Worst-case scenario, Rodgers is done for the year. Best-case scenario, Green Bay gets its star quarterback back sometime in mid-December, a seven- to eight-week timeline for recovery based on the time he missed (seven starts) with a broken collarbone back in 2013. Of course, Rodgers managed that turnaround with a cracked left collarbone; this time the break is on his right side—a factor that could have a bigger impact on his throwing motion and his ability to drive the ball downfield. So if we land somewhere in the middle of the worst- and best-case options, with Rodgers making it back just in time for the playoffs, the Packers’ Super Bowl hopes rely on the team treading water long enough to secure a spot in the postseason. Per ESPN’s Brian Burke, the odds of a Packers playoff berth have gone from a near-certainty with Rodgers at the helm to what amounts to a coin flip without him—and that feels generous.
But with a 4-2 start, the team has a little built-in leeway. The NFC North is a relative mess through six weeks, too: The Vikings (also 4-2) have a strong defense to lean on, but they’ve got plenty of injuries to deal with on offense too, with starting quarterback Sam Bradford’s season in doubt, star running back Dalvin Cook out for the year, and top receiver Stefon Diggs dealing with a groin injury. The Lions (3-3) got off to a quick start, but that feels like a distant memory after two straight losses, and the Bears (2-4), are, well, the Bears. With a middling defense and rookie quarterback Mitchell Trubisky at the helm, it’s tough to expect Chicago to make a real run at the playoffs.
However, Green Bay’s strong start may not be enough to propel the Packers into the playoffs. The drop-off from an MVP candidate to a backup/replacement option will be massive. The team’s not going to coax Brett Favre out of retirement or tempt Tony Romo out of the announcers’ booth, so that likely leaves third-year backup Brett Hundley (who threw three picks in relief Sunday) to lead the offense until Rodgers can get back onto the field. And it’s just unrealistic to expect the 24-year-old former fifth-rounder, who hadn’t played a meaningful snap in his career before Sunday, to run the Packers’ precision passing scheme to anywhere near the same efficiency as we’ve seen it run under Rodgers this year. The parts of the Green Bay passing game that first come to mind are all made possible by Rodgers’s unique skill set: His ability to identify and exploit weaknesses in the defenses, his talent for getting free plays by coaxing defenders to jump offside, his bazooka arm, and his knack for getting outside the pocket, extending plays, and finding his receivers in the back of the end zone. Without all that, the Packers offense is going to be almost unrecognizable.
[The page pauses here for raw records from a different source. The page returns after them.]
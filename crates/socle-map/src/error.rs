//! Error types for memory-map composition.

/// Errors that can occur while composing a memory map or interrupt table.
///
/// Every variant carries the offending names and numeric bounds so a board
/// author can fix the descriptor without re-running under a debugger.
#[derive(Debug, Clone, PartialEq, Eq, thiserror::Error)]
pub enum MapError {
    /// Two enabled regions share at least one address.
    #[error(
        "regions '{region_a}' (0x{a_start:X}..0x{a_end:X}) and '{region_b}' (0x{b_start:X}..0x{b_end:X}) overlap"
    )]
    Overlap {
        region_a: String,
        region_b: String,
        a_start: u64,
        a_end: u64,
        b_start: u64,
        b_end: u64,
    },

    /// A region is smaller than a registered minimum or a boot vector reservation.
    #[error("region '{region}' is undersized: requires 0x{required:X} bytes, has 0x{actual:X}")]
    UndersizedRegion {
        region: String,
        required: u64,
        actual: u64,
    },

    /// An override, boot vector, or nested region names a region that does not exist.
    #[error("reference to unknown region '{name}'")]
    UnknownRegionReference { name: String },

    /// Base + size (or an adjustment delta) leaves the 64-bit address space.
    #[error("region '{region}' does not fit in the 64-bit address space")]
    AddressOverflow { region: String },

    /// A nested region extends outside the region it declares as its parent.
    #[error("region '{region}' escapes its parent region '{parent}'")]
    EscapesParent { region: String, parent: String },

    /// Two distinct peripherals claim the same interrupt line.
    #[error("interrupt line {line} claimed by '{incoming}' is already assigned to '{existing}'")]
    InterruptCollision {
        line: u32,
        existing: String,
        incoming: String,
    },

    /// An interrupt line beyond the controller's width.
    #[error("interrupt line {line} for '{name}' exceeds the {limit} available lines")]
    InterruptOutOfRange { name: String, line: u32, limit: u32 },
}

/// Result type for memory-map operations.
pub type Result<T> = std::result::Result<T, MapError>;
//! Content hashes for composed outputs.
//!
//! A composed SoC is hashed over its canonical JSON form. Maps are ordered
//! (`BTreeMap`) and regions keep introduction order, so identical inputs
//! always produce the same hash.

use serde::Serialize;
use sha2::{Digest, Sha256};

use crate::error::Result;

/// A 32-byte SHA-256 content hash.
pub type ContentHash = [u8; 32];

/// Compute the SHA-256 content hash of any serializable value.
pub fn content_hash<T: Serialize>(value: &T) -> Result<ContentHash> {
    let json = serde_json::to_vec(value)?;
    Ok(bytes_hash(&json))
}

/// SHA-256 of raw bytes (e.g., a compiled firmware image).
pub fn bytes_hash(bytes: &[u8]) -> ContentHash {
    let mut hasher = Sha256::new();
    hasher.update(bytes);
    hasher.finalize().into()
}

/// Format a content hash as a hex string.
pub fn hash_hex(hash: &ContentHash) -> String {
    hash.iter().map(|b| format!("{b:02x}")).collect()
}
// SPDX-FileCopyrightText: 2025 Jason Pena <jasonpena@awkless.com>
// SPDX-License-Identifier: MIT

//! Provisioning and deployment tasks.
//!
//! A __task__ is a short ordered procedure of shell commands guarded by
//! existence checks on the target host. Tasks are methods on [`Tasks`], which
//! bundles a [`Shell`] for one host with the resolved [`Settings`] of the run.
//!
//! # Composition
//!
//! Composite tasks such as [`Tasks::deploy`] or [`Tasks::provision`] call
//! their sub-tasks as plain method calls. Every sub-task therefore runs exactly
//! once per top-level call, in the order written down, and sees the same
//! settings as its caller.
//!
//! # Idempotency
//!
//! Nothing about the remote host is cached. Each task probes the state it
//! depends on right before acting on it, e.g., whether a user, file, or
//! database exists. Running a task twice in a row leaves the host in the same
//! state as running it once. There is no locking, so two runs against the
//! same host at the same time are not supported.
//!
//! # Failure Tiers
//!
//! 1. __Fatal__: a failed command outside of a warn-only scope aborts the
//!    task, and with it every composite task that called it.
//! 2. __Tolerated__: probes and best-effort cleanups run warn-only and inspect
//!    the outcome themselves.
//! 3. __Soft-reported__: a few user facing checks, e.g., a missing local key
//!    file, log a warning and end the task early with
//!    [`TaskStatus::Skipped`]. Composite tasks carry on afterwards.
//!
//! There is no rollback anywhere. An interrupted run leaves the host in
//! whatever state its last finished command produced.

pub mod access;
pub mod django;
pub mod postgres;
pub mod python;

pub use access::{KeyUpload, Keypair};
pub use django::DeployOptions;
pub use postgres::DumpDownload;

use crate::{
    config::{ConfigError, Settings},
    path::PathError,
    remote::{Remote, RemoteError, Shell},
};

use tracing::warn;

/// How a task ended when it did not fail.
#[derive(Debug, Clone, PartialEq, Eq)]
pub enum TaskStatus {
    /// Every step of the task ran.
    Done,

    /// Task stopped early for the given reason.
    Skipped(String),
}

impl TaskStatus {
    /// Check if every step of the task ran.
    pub fn is_done(&self) -> bool {
        matches!(self, Self::Done)
    }
}

/// Task runner for one host.
#[derive(Debug)]
pub struct Tasks<'a, R>
where
    R: Remote + ?Sized,
{
    pub(crate) shell: Shell<'a, R>,
    pub(crate) settings: &'a Settings,
}

impl<'a, R> Tasks<'a, R>
where
    R: Remote + ?Sized,
{
    /// Construct new task runner.
    pub fn new(shell: Shell<'a, R>, settings: &'a Settings) -> Self {
        Self { shell, settings }
    }

    /// Shell in the default scope of this runner.
    pub fn shell(&self) -> &Shell<'a, R> {
        &self.shell
    }

    /// Settings of this run.
    pub fn settings(&self) -> &Settings {
        self.settings
    }

    fn skip(&self, reason: impl Into<String>) -> TaskStatus {
        let reason = reason.into();
        warn!("[{}] {reason}", self.shell.host());
        TaskStatus::Skipped(reason)
    }
}

/// All possible error types for task execution.
#[derive(Debug, thiserror::Error)]
pub enum TaskError {
    /// Remote command or transfer failed.
    #[error(transparent)]
    Remote(#[from] RemoteError),

    /// Settings lack something the task needs.
    #[error(transparent)]
    Config(#[from] ConfigError),

    /// Local path cannot be resolved.
    #[error(transparent)]
    Path(#[from] PathError),

    /// Project must be cloned but no repository URL is known.
    #[error("no repository URL configured, set settings.repo or add an origin remote")]
    MissingRepo,

    /// Setting name is not a valid Python identifier.
    #[error("invalid setting name {0:?}")]
    InvalidSettingName(String),

    /// Local file operation failed.
    #[error(transparent)]
    Io(#[from] std::io::Error),
}

/// Friendly result alias :3
pub type Result<T, E = TaskError> = std::result::Result<T, E>;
The team will have to rely instead on its middling, injury-riddled defense (which came into the week ranked 20th in Football Outsiders DVOA and 18th in points allowed) and an efficient but not prolific rushing attack (which ranked 21st in total yards after five weeks) to carry them from here on out. Basically, as NBC Sports Radio Host Pete Fox put it:
“A big problem for the Packers’ chances without Aaron Rodgers is they aren’t particularly good at anything besides having Aaron Rodgers”. Bingo.